Eventually 2001 came, and none of dreams became true. Instead, September 11 happened, invasion of The Middle East happened, and the global economic collapse happened. Technological advancements did not improve lives and livelihoods, but shattered them into pieces. Now as we’re heading towards the most dangerous, uncertain era of human history, perhaps it’s time to ask: When was the turning point; and what was the cause? I believe the answer is August 6, 1991, the day CERN, a pan European organization for particle research, publicized the new World Wide Web project, the day the internet as we know it was born. The day Pandora’s Box was opened.
Arthur C. Clarke once wrote: Any sufficiently advanced technology is indistinguishable from magic. That applies to the internet. It’s such an amazing tool, a global cyber library where the entire history, culture and civilization of mankind is catalogued, categorized and stored; and everything is accessible by a click of the mouse. The internet changed things, and there’s no going back.
At the same time it united our consciousness, the internet obliterated any and all physical boundaries and territories: there is no such thing as privacy in the cyberspace, everybody is exposed to everything, and anybody can be anywhere and do anything.
For better or worse, this advanced magic-like technology is in contradiction with our primitive nature and our centuries long established habits and business models; and that’s how the internet is destroying the economy and hence lives and livelihoods. It’s hard to imagine 5 to 10 years from now anybody can earn a living by for instance being a musician or journalist or pornographer, because everything is available to everybody all across the globe, and everyday people feel less compelled to pay to listen to the music or read news or watch porn.

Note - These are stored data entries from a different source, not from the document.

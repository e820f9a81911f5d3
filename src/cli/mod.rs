//! Command-line interface for kuberlr-config
//!
//! Provides `show`, `get`, `settings` and `paths` subcommands.

use anyhow::Result;
use clap::{Parser, Subcommand};
use tracing::Level;
use tracing_subscriber::{fmt, prelude::*, EnvFilter};

mod get;
mod paths;
mod settings;
mod show;
mod utils;

/// Inspect layered kuberlr configuration
#[derive(Parser)]
#[command(name = "kuberlr-config")]
#[command(author, version, about, long_about = None)]
#[command(propagate_version = true)]
pub struct Cli {
    #[command(subcommand)]
    command: Commands,

    /// Enable verbose logging (sets log level to DEBUG)
    #[arg(short, long, global = true)]
    verbose: bool,
}

#[derive(Subcommand)]
enum Commands {
    /// Print the merged configuration
    Show(show::ShowArgs),

    /// Print a single configuration value
    Get(get::GetArgs),

    /// Print the effective kuberlr settings, defaults applied
    Settings(settings::SettingsArgs),

    /// List candidate config files in precedence order
    Paths(paths::PathsArgs),
}

pub fn run() -> Result<()> {
    let cli = Cli::parse();

    // RUST_LOG in the environment always takes precedence; otherwise --verbose selects DEBUG.
    let level = if cli.verbose { Level::DEBUG } else { Level::WARN };
    let filter = EnvFilter::builder().with_default_directive(level.into()).from_env_lossy();
    let _ = tracing_subscriber::registry()
        .with(fmt::layer().with_writer(std::io::stderr))
        .with(filter)
        .try_init();

    match cli.command {
        Commands::Show(args) => show::run(args),
        Commands::Get(args) => get::run(args),
        Commands::Settings(args) => settings::run(args),
        Commands::Paths(args) => paths::run(args),
    }
}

In fact, a human society is like a complex machine, with each and every individual as a cog in this giant machine. When somebody’s profession and livelihood is ravaged by the internet, consequently that will have effects on other parts of the machine and cause so much malfunction until the whole machine will eventually collapse.
Here is an example: imagine a guitar player losing his job, because people get his music from the internet for free and no longer pay for it. When that guitar player doesn’t have a source of income, he won’t be able to pay his mortgage and his house will be foreclosed. Consequently, the gardener who’s been mowing the guitar player’s lawn and the handy man who’s been repairing his house will lose a customer; and they will continue to lose more customers who lose their livelihood because of the internet until that gardener and that handy man won’t be able to provide for themselves and their families, either, even though their profession has nothing to do with the internet directly.

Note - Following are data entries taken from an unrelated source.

//! Output sinks for validated pieces
//!
//! Pieces are appended in index order at an implicit sequential offset.
//! Only hash-checked data ever reaches a sink.

use anyhow::Result;
use async_trait::async_trait;
use bytes::Bytes;
use std::path::{Path, PathBuf};
use tokio::fs;
use tokio::io::AsyncWriteExt;
use tracing::{debug, error, info};

use crate::error::TorrentError;

/// Destination for downloaded content
#[async_trait]
pub trait PieceSink: Send {
    /// Append the next piece
    async fn write_piece(&mut self, index: u32, data: &Bytes) -> Result<()>;

    /// Flush everything written so far
    async fn finish(&mut self) -> Result<()>;
}

/// Sink writing to a file on disk, truncating any previous content
pub struct FileSink {
    path: PathBuf,
    file: fs::File,
    written: u64,
}

impl FileSink {
    pub async fn create(path: &Path) -> Result<Self> {
        if let Some(parent) = path.parent().filter(|p| !p.as_os_str().is_empty()) {
            fs::create_dir_all(parent).await.map_err(|e| {
                error!("Failed to create directory '{}': {}", parent.display(), e);
                TorrentError::storage_error_full("Failed to create directory", parent.display().to_string(), e.to_string())
            })?;
        }

        let file = fs::OpenOptions::new()
            .write(true)
            .create(true)
            .truncate(true)
            .open(path)
            .await
            .map_err(|e| {
                error!("Failed to create file '{}': {}", path.display(), e);
                TorrentError::storage_error_full("Failed to create file", path.display().to_string(), e.to_string())
            })?;

        debug!("Opened output file {}", path.display());
        Ok(Self {
            path: path.to_path_buf(),
            file,
            written: 0,
        })
    }

    pub fn bytes_written(&self) -> u64 {
        self.written
    }
}

#[async_trait]
impl PieceSink for FileSink {
    async fn write_piece(&mut self, index: u32, data: &Bytes) -> Result<()> {
        self.file.write_all(data).await.map_err(|e| {
            error!("Failed to write piece {} to '{}': {}", index, self.path.display(), e);
            TorrentError::storage_error_full(
                format!("Failed to write piece {}", index),
                self.path.display().to_string(),
                e.to_string(),
            )
        })?;
        self.written += data.len() as u64;
        Ok(())
    }

    async fn finish(&mut self) -> Result<()> {
        self.file.flush().await.map_err(|e| {
            error!("Failed to flush file '{}': {}", self.path.display(), e);
            TorrentError::storage_error_full("Failed to flush file", self.path.display().to_string(), e.to_string())
        })?;
        info!("Wrote {} bytes to {}", self.written, self.path.display());
        Ok(())
    }
}

/// In-memory sink
#[async_trait]
impl PieceSink for Vec<u8> {
    async fn write_piece(&mut self, _index: u32, data: &Bytes) -> Result<()> {
        self.extend_from_slice(data);
        Ok(())
    }

    async fn finish(&mut self) -> Result<()> {
        Ok(())
    }
}

/// Write pieces to a sink in the order given, then finish it
pub async fn write_pieces<S: PieceSink + ?Sized>(pieces: &[Bytes], sink: &mut S) -> Result<()> {
    for (index, piece) in pieces.iter().enumerate() {
        sink.write_piece(index as u32, piece).await?;
    }
    sink.finish().await
}

#[cfg(test)]
mod tests {
    use super::*;

    fn temp_path(name: &str) -> PathBuf {
        std::env::temp_dir()
            .join(format!("mini-torrent-sink-{}-{}", std::process::id(), rand::random::<u32>()))
            .join(name)
    }

    #[tokio::test]
    async fn test_vec_sink_appends_in_order() {
        let mut sink = Vec::new();
        let pieces = vec![Bytes::from_static(b"ab"), Bytes::from_static(b"cd"), Bytes::from_static(b"e")];
        write_pieces(&pieces, &mut sink).await.unwrap();
        assert_eq!(sink, b"abcde");
    }

    #[tokio::test]
    async fn test_file_sink_writes_and_truncates() {
        let path = temp_path("out.bin");
        {
            let mut sink = FileSink::create(&path).await.unwrap();
            write_pieces(&[Bytes::from_static(b"old content here")], &mut sink).await.unwrap();
        }

        let mut sink = FileSink::create(&path).await.unwrap();
        write_pieces(&[Bytes::from_static(b"new"), Bytes::from_static(b"!")], &mut sink)
            .await
            .unwrap();
        assert_eq!(sink.bytes_written(), 4);
        drop(sink);

        assert_eq!(tokio::fs::read(&path).await.unwrap(), b"new!");
        let _ = tokio::fs::remove_dir_all(path.parent().unwrap()).await;
    }
}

This is the unfolding tragedy: We’re in this together, everything is connected, and nobody’s safe. Whatever we do, will come back to us. We are at the process of globalization: One planet, one nation, one language; and inevitably one government. A new order of the ages: The New World Order.
Theoretical physicist Michio Kaku refers to this process as transiting from a level zero civilization to a level one civilization on a cosmic scale. Professor Kaku emphasizes on how dangerous this transition is, and theorizes that there have been many civilizations in the past, both on earth and across the galaxy, that have failed during such transition and eventually destroyed themselves; and there is a clear and present danger that we too are on the path to self destruction.
What goes against any opportunity for peace and prosperity is not an outside force, there is no Satan conspiring against mankind to take his vengeance on God, it’s us. We are our worst enemy; our greed, our selfishness and our ignorance will inevitably break us down and exterminate us.
As Jean-Paul Sartre so eloquently said: There are only two ways to enter the final chamber, free, or not free.
Looks like we’ll be entering not free; and I no longer care.